Current therapeutic options for CDI include the off-label use of metronidazole and oral vancomycin, the latter being the only FDA-approved treatment. However, approximately 20% to 30% of CDI patients who initially respond to these treatments experience a clinical recurrence following cessation of the CDI treatment.
Primary risk factors for CDI include broad-spectrum antibiotic use (such as cephalosporins and fluoroquinolones), older age (over 65) and exposure to emerging hyper-virulent strains (BI/NAP1/027, 078, 001) of C. difficile. The increasing incidence of CDI, along with higher rates of both treatment failures and recurrences with current therapies have resulted in greater awareness and concern about CDI among medical professionals and public health officials. Learn more about CDI at www.cdiinfo.org.
About Optimer Pharmaceuticals
Optimer Pharmaceuticals, Inc. is a biopharmaceutical company focused on discovering, developing and commercializing hospital specialty products to treat serious infections and address unmet medical needs. Optimer has two anti-infective product candidates in development, fidaxomicin and Pruvel (prulifloxacin). Fidaxomicin is a narrow spectrum antibiotic being developed for the treatment of Clostridium difficile infection (CDI). The FDA granted the Companys request for six-month Priority Review of fidaxomicin, and has assigned a Prescription Drug User Fee Act (PDUFA) goal date of May 30, 2011. The Company also filed a MAA with the European Medicines Agency (EMA) for fidaxomicin.
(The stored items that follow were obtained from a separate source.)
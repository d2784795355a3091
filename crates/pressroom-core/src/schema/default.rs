use serde::{Deserialize, Serialize};

/// Column default as written in a model file.
///
/// String defaults are SQL text: `"'draft'"` is a quoted literal while
/// `"now()"` or `"gen_random_uuid()"` is an expression the server evaluates
/// at insert time.
#[derive(Debug, Clone, PartialEq, Eq, Serialize, Deserialize)]
#[cfg_attr(feature = "schema", derive(schemars::JsonSchema))]
#[serde(untagged)]
pub enum DefaultValue {
    Bool(bool),
    Integer(i64),
    Str(String),
}

/// Where a default value comes from.
#[derive(Debug, Clone, Copy, PartialEq, Eq)]
pub enum DefaultKind {
    /// A constant the application could equally have supplied.
    Literal,
    /// Generated by the storage engine when the row is inserted.
    ServerGenerated,
}

const SERVER_KEYWORDS: &[&str] = &["CURRENT_TIMESTAMP", "CURRENT_DATE", "CURRENT_TIME"];

impl DefaultValue {
    /// SQL text of the default.
    pub fn to_sql(&self) -> String {
        match self {
            DefaultValue::Bool(b) => b.to_string(),
            DefaultValue::Integer(n) => n.to_string(),
            DefaultValue::Str(s) => s.clone(),
        }
    }

    pub fn kind(&self) -> DefaultKind {
        match self {
            DefaultValue::Str(s) => {
                let s = s.trim();
                let is_call = !s.starts_with('\'') && s.contains('(') && s.ends_with(')');
                let is_keyword = SERVER_KEYWORDS.iter().any(|k| s.eq_ignore_ascii_case(k));
                if is_call || is_keyword {
                    DefaultKind::ServerGenerated
                } else {
                    DefaultKind::Literal
                }
            }
            DefaultValue::Bool(_) | DefaultValue::Integer(_) => DefaultKind::Literal,
        }
    }

    pub fn is_server_generated(&self) -> bool {
        self.kind() == DefaultKind::ServerGenerated
    }

    /// Literal value with SQL quoting removed (`'draft'` -> `draft`).
    /// `None` for server-generated expressions.
    pub fn literal_str(&self) -> Option<String> {
        if self.is_server_generated() {
            return None;
        }
        let sql = self.to_sql();
        let trimmed = sql.trim();
        let unquoted = trimmed
            .strip_prefix('\'')
            .and_then(|rest| rest.strip_suffix('\''))
            .map(|inner| inner.replace("''", "'"));
        Some(unquoted.unwrap_or_else(|| trimmed.to_string()))
    }
}

impl From<&str> for DefaultValue {
    fn from(value: &str) -> Self {
        DefaultValue::Str(value.to_string())
    }
}

impl From<i64> for DefaultValue {
    fn from(value: i64) -> Self {
        DefaultValue::Integer(value)
    }
}

impl From<bool> for DefaultValue {
    fn from(value: bool) -> Self {
        DefaultValue::Bool(value)
    }
}

#[cfg(test)]
mod tests {
    use super::*;
    use rstest::rstest;

    #[rstest]
    #[case(DefaultValue::from("now()"), DefaultKind::ServerGenerated)]
    #[case(DefaultValue::from("gen_random_uuid()"), DefaultKind::ServerGenerated)]
    #[case(DefaultValue::from("current_timestamp"), DefaultKind::ServerGenerated)]
    #[case(DefaultValue::from("'draft'"), DefaultKind::Literal)]
    #[case(DefaultValue::from("'a(b)'"), DefaultKind::Literal)]
    #[case(DefaultValue::Integer(1), DefaultKind::Literal)]
    #[case(DefaultValue::Bool(false), DefaultKind::Literal)]
    fn classifies_default_source(#[case] value: DefaultValue, #[case] expected: DefaultKind) {
        assert_eq!(value.kind(), expected);
    }

    #[rstest]
    #[case(DefaultValue::from("'draft'"), Some("draft"))]
    #[case(DefaultValue::from("'it''s'"), Some("it's"))]
    #[case(DefaultValue::from("contributor"), Some("contributor"))]
    #[case(DefaultValue::Integer(1), Some("1"))]
    #[case(DefaultValue::Bool(true), Some("true"))]
    #[case(DefaultValue::from("now()"), None)]
    fn literal_text(#[case] value: DefaultValue, #[case] expected: Option<&str>) {
        assert_eq!(value.literal_str().as_deref(), expected);
    }

    #[test]
    fn untagged_json_forms() {
        let values: Vec<DefaultValue> = serde_json::from_str(r#"[1, true, "now()"]"#).unwrap();
        assert_eq!(
            values,
            vec![
                DefaultValue::Integer(1),
                DefaultValue::Bool(true),
                DefaultValue::Str("now()".into()),
            ]
        );
        assert_eq!(values[0].to_sql(), "1");
        assert_eq!(values[1].to_sql(), "true");
    }
}
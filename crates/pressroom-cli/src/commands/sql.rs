use anyhow::{Context, Result};
use colored::Colorize;
use pressroom_config::SqlBackend;
use pressroom_core::TableDef;
use pressroom_loader::{load_config, load_models};
use pressroom_query::{DatabaseBackend, build_schema_sql};

pub fn cmd_sql(backend: Option<SqlBackend>) -> Result<()> {
    let config = load_config()?;
    let backend = backend.unwrap_or_else(|| config.backend());
    let models = load_models(&config)?;

    let statements = render_sql(backend, &models)?;
    emit_sql(backend, &statements);
    Ok(())
}

pub(crate) fn to_database_backend(backend: SqlBackend) -> DatabaseBackend {
    match backend {
        SqlBackend::Postgres => DatabaseBackend::Postgres,
        SqlBackend::Mysql => DatabaseBackend::MySql,
        SqlBackend::Sqlite => DatabaseBackend::Sqlite,
    }
}

fn render_sql(backend: SqlBackend, models: &[TableDef]) -> Result<Vec<String>> {
    build_schema_sql(to_database_backend(backend), models)
        .with_context(|| format!("build {} DDL", backend))
}

fn emit_sql(backend: SqlBackend, statements: &[String]) {
    if statements.is_empty() {
        println!("{}", "No models found; no SQL to emit.".bright_yellow());
        return;
    }

    println!(
        "{} {}",
        "Backend:".bright_cyan().bold(),
        backend.to_string().bright_magenta()
    );
    println!(
        "{} {}",
        "SQL statements:".bright_cyan().bold(),
        statements.len().to_string().bright_yellow().bold()
    );
    println!();

    for (i, sql) in statements.iter().enumerate() {
        println!(
            "{}. {};",
            (i + 1).to_string().bright_magenta().bold(),
            sql.trim().bright_white()
        );
    }
}
//! Schema description types for pressroom.
//!
//! A [`TableDef`] is plain data: it can be declared in Rust, read from a JSON
//! or YAML model file, normalized into table-level constraints and checked
//! with [`validate_schema`]. Nothing in this crate talks to a database.

pub mod error;
pub mod schema;
pub mod validate;

pub use error::SchemaError;
pub use schema::{
    ColumnDef, ColumnName, ColumnType, ComplexColumnType, DefaultKind, DefaultValue,
    ForeignKeyDef, ForeignKeyRef, ForeignKeySyntax, IndexRef, InlinePrimaryKey, PrimaryKeySyntax,
    ReferenceAction, SimpleColumnType, StrOrBoolOrArray, TableConstraint, TableDef, TableName,
    TableValidationError,
};
pub use validate::validate_schema;
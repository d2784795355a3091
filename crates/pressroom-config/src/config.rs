use std::path::{Path, PathBuf};

use serde::{Deserialize, Serialize};

use crate::{backend::SqlBackend, file_format::FileFormat};

/// File name looked up in the working directory.
pub const CONFIG_FILE_NAME: &str = "pressroom.json";

/// SeaORM-specific export configuration.
#[derive(Debug, Clone, Default, PartialEq, Eq, Serialize, Deserialize)]
#[cfg_attr(feature = "schema", derive(schemars::JsonSchema))]
#[serde(rename_all = "camelCase")]
pub struct SeaOrmConfig {
    /// Additional derive macros added to generated enum types.
    #[serde(default)]
    pub extra_enum_derives: Vec<String>,
    /// Additional derive macros added to generated `Model` structs.
    #[serde(default)]
    pub extra_model_derives: Vec<String>,
}

impl SeaOrmConfig {
    pub fn extra_enum_derives(&self) -> &[String] {
        &self.extra_enum_derives
    }

    pub fn extra_model_derives(&self) -> &[String] {
        &self.extra_model_derives
    }
}

/// Top-level pressroom configuration (`pressroom.json`).
#[derive(Debug, Clone, PartialEq, Eq, Serialize, Deserialize)]
#[cfg_attr(feature = "schema", derive(schemars::JsonSchema))]
#[serde(rename_all = "camelCase")]
pub struct PressroomConfig {
    #[serde(default = "default_models_dir")]
    pub models_dir: PathBuf,
    #[serde(default)]
    pub model_format: FileFormat,
    /// Output directory for generated ORM models.
    #[serde(default = "default_model_export_dir")]
    pub model_export_dir: PathBuf,
    /// Dialect used by `pressroom sql` when none is given.
    #[serde(default)]
    pub backend: SqlBackend,
    #[serde(default)]
    pub seaorm: SeaOrmConfig,
}

fn default_models_dir() -> PathBuf {
    PathBuf::from("models")
}

fn default_model_export_dir() -> PathBuf {
    PathBuf::from("src/models")
}

impl Default for PressroomConfig {
    fn default() -> Self {
        Self {
            models_dir: default_models_dir(),
            model_format: FileFormat::default(),
            model_export_dir: default_model_export_dir(),
            backend: SqlBackend::default(),
            seaorm: SeaOrmConfig::default(),
        }
    }
}

impl PressroomConfig {
    pub fn models_dir(&self) -> &Path {
        &self.models_dir
    }

    pub fn model_format(&self) -> FileFormat {
        self.model_format
    }

    pub fn model_export_dir(&self) -> &Path {
        &self.model_export_dir
    }

    pub fn backend(&self) -> SqlBackend {
        self.backend
    }

    pub fn seaorm(&self) -> &SeaOrmConfig {
        &self.seaorm
    }
}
Pruvel is a prodrug in the fluoroquinolone class of antibiotics being developed as a treatment for infectious diarrhea. Additional information can be found at http://www.optimerpharma.com.
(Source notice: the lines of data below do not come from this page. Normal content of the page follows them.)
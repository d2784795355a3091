use serde::{Deserialize, Serialize};

use crate::schema::{
    default::DefaultValue,
    foreign_key::ForeignKeySyntax,
    names::ColumnName,
    primary_key::PrimaryKeySyntax,
    str_or_bool::StrOrBoolOrArray,
};

#[derive(Debug, Clone, PartialEq, Eq, Serialize, Deserialize)]
#[cfg_attr(feature = "schema", derive(schemars::JsonSchema))]
#[serde(rename_all = "snake_case")]
pub struct ColumnDef {
    pub name: ColumnName,
    pub r#type: ColumnType,
    #[serde(default)]
    pub nullable: bool,
    #[serde(default, skip_serializing_if = "Option::is_none")]
    pub default: Option<DefaultValue>,
    #[serde(default, skip_serializing_if = "Option::is_none")]
    pub comment: Option<String>,
    #[serde(default, skip_serializing_if = "Option::is_none")]
    pub primary_key: Option<PrimaryKeySyntax>,
    #[serde(default, skip_serializing_if = "Option::is_none")]
    pub unique: Option<StrOrBoolOrArray>,
    #[serde(default, skip_serializing_if = "Option::is_none")]
    pub index: Option<StrOrBoolOrArray>,
    #[serde(default, skip_serializing_if = "Option::is_none")]
    pub foreign_key: Option<ForeignKeySyntax>,
}

impl ColumnDef {
    /// A required column with no constraints attached.
    pub fn new(name: impl Into<ColumnName>, r#type: impl Into<ColumnType>) -> Self {
        Self {
            name: name.into(),
            r#type: r#type.into(),
            nullable: false,
            default: None,
            comment: None,
            primary_key: None,
            unique: None,
            index: None,
            foreign_key: None,
        }
    }

    pub fn nullable(mut self) -> Self {
        self.nullable = true;
        self
    }

    pub fn default(mut self, value: impl Into<DefaultValue>) -> Self {
        self.default = Some(value.into());
        self
    }

    pub fn comment(mut self, comment: impl Into<String>) -> Self {
        self.comment = Some(comment.into());
        self
    }

    pub fn primary_key(mut self) -> Self {
        self.primary_key = Some(PrimaryKeySyntax::Bool(true));
        self
    }

    pub fn unique(mut self) -> Self {
        self.unique = Some(StrOrBoolOrArray::Bool(true));
        self
    }

    pub fn index(mut self) -> Self {
        self.index = Some(StrOrBoolOrArray::Bool(true));
        self
    }

    /// Inline `"table.column"` reference.
    pub fn foreign_key(mut self, reference: impl Into<String>) -> Self {
        self.foreign_key = Some(ForeignKeySyntax::Reference(reference.into()));
        self
    }

    pub fn is_primary_key(&self) -> bool {
        self.primary_key
            .as_ref()
            .is_some_and(PrimaryKeySyntax::is_primary_key)
    }
}

#[derive(Debug, Clone, PartialEq, Eq, Serialize, Deserialize)]
#[cfg_attr(feature = "schema", derive(schemars::JsonSchema))]
#[serde(rename_all = "snake_case", untagged)]
pub enum ColumnType {
    Simple(SimpleColumnType),
    Complex(ComplexColumnType),
}

impl ColumnType {
    pub fn varchar(length: u32) -> Self {
        ColumnType::Complex(ComplexColumnType::Varchar { length })
    }

    pub fn enumeration<I, S>(name: impl Into<String>, values: I) -> Self
    where
        I: IntoIterator<Item = S>,
        S: Into<String>,
    {
        ColumnType::Complex(ComplexColumnType::Enum {
            name: name.into(),
            values: values.into_iter().map(Into::into).collect(),
        })
    }

    /// Returns true if this type supports auto_increment (integer types only)
    pub fn supports_auto_increment(&self) -> bool {
        match self {
            ColumnType::Simple(ty) => ty.supports_auto_increment(),
            ColumnType::Complex(_) => false,
        }
    }

    /// Rust type used for this column in generated SeaORM entities.
    pub fn to_rust_type(&self, nullable: bool) -> String {
        let base = match self {
            ColumnType::Simple(ty) => match ty {
                SimpleColumnType::SmallInt => "i16",
                SimpleColumnType::Integer => "i32",
                SimpleColumnType::BigInt => "i64",
                SimpleColumnType::Real => "f32",
                SimpleColumnType::DoublePrecision => "f64",
                SimpleColumnType::Text => "String",
                SimpleColumnType::Boolean => "bool",
                SimpleColumnType::Date => "Date",
                SimpleColumnType::Time => "Time",
                SimpleColumnType::Timestamp => "DateTime",
                SimpleColumnType::Timestamptz => "DateTimeWithTimeZone",
                SimpleColumnType::Bytea => "Vec<u8>",
                SimpleColumnType::Uuid => "Uuid",
                SimpleColumnType::Json => "Json",
            },
            ColumnType::Complex(ty) => match ty {
                ComplexColumnType::Varchar { .. } | ComplexColumnType::Char { .. } => "String",
                ComplexColumnType::Numeric { .. } => "Decimal",
                ComplexColumnType::Custom { .. } => "String",
                ComplexColumnType::Enum { .. } => "String",
            },
        };

        if nullable {
            format!("Option<{}>", base)
        } else {
            base.to_string()
        }
    }

    /// Literal set of an enum column, `None` for every other type.
    pub fn enum_values(&self) -> Option<&[String]> {
        match self {
            ColumnType::Complex(ComplexColumnType::Enum { values, .. }) => Some(values),
            _ => None,
        }
    }

    pub fn enum_name(&self) -> Option<&str> {
        match self {
            ColumnType::Complex(ComplexColumnType::Enum { name, .. }) => Some(name),
            _ => None,
        }
    }

    /// Whether `literal` is a storable value of this type. Only enums restrict
    /// their values here; other types accept anything.
    pub fn accepts(&self, literal: &str) -> bool {
        match self.enum_values() {
            Some(values) => values.iter().any(|v| v == literal),
            None => true,
        }
    }
}

impl From<SimpleColumnType> for ColumnType {
    fn from(ty: SimpleColumnType) -> Self {
        ColumnType::Simple(ty)
    }
}

impl From<ComplexColumnType> for ColumnType {
    fn from(ty: ComplexColumnType) -> Self {
        ColumnType::Complex(ty)
    }
}

#[derive(Debug, Clone, Copy, PartialEq, Eq, Serialize, Deserialize)]
#[cfg_attr(feature = "schema", derive(schemars::JsonSchema))]
#[serde(rename_all = "snake_case")]
pub enum SimpleColumnType {
    SmallInt,
    Integer,
    BigInt,
    Real,
    DoublePrecision,

    Text,
    Boolean,

    Date,
    Time,
    Timestamp,
    Timestamptz,

    Bytea,
    Uuid,
    Json,
}

impl SimpleColumnType {
    pub fn supports_auto_increment(&self) -> bool {
        matches!(
            self,
            SimpleColumnType::SmallInt | SimpleColumnType::Integer | SimpleColumnType::BigInt
        )
    }
}

#[derive(Debug, Clone, PartialEq, Eq, Serialize, Deserialize)]
#[cfg_attr(feature = "schema", derive(schemars::JsonSchema))]
#[serde(rename_all = "snake_case", tag = "kind")]
pub enum ComplexColumnType {
    Varchar { length: u32 },
    Numeric { precision: u32, scale: u32 },
    Char { length: u32 },
    Custom { custom_type: String },
    /// String enum. `name` is local to the table; database type names are
    /// derived from it together with the table name.
    Enum { name: String, values: Vec<String> },
}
Forward Looking Statements
Statements included in this press release that are not a description of historical facts are forward-looking statements, including without limitation statements related to the potential of fidaxomicin to lower CDI recurrences, lower the costs of treating additional CDI episodes and reduce the spread of CDI, the potential to lower the cost burden to the healthcare system by reducing the spread of CDI, the development of fidaxomicin, the timing of NDA submissions, the incidence and effects of CDI, the efficacy of current CDI treatments and of fidaxomicin, potential regulatory approval of fidaxomicin, and the awareness of CDI among healthcare professionals. Words such as "believes", "would", "anticipates", "plans", "expects", "may", "intend", "will", and similar expressions are intended to identify forward-looking statements. The inclusion of forward-looking statements should not be regarded as a representation by Optimer that any of its plans will be achieved. Actual results may differ materially from those set forth in this release due to the risks and uncertainties inherent in Optimer's business including, without limitation, risks relating to: the development of alternative treatments for or means of preventing CDI, whether regulatory authorities will review or approve Optimer's applications for marketing approval within Optimer's anticipated timelines or at all, the timing of any marketing approvals, Optimer's ability to complete its NDA submission in a timely manner, Optimer's ability to commercialize any products for which it receives marketing approval, whether healthcare professionals will prescribe fidaxomicin, if approved, whether fidaxomicin will receive reimbursement coverage from healthcare payors and government agencies and other risks detailed in Optimer's filings with the Securities and Exchange Commission.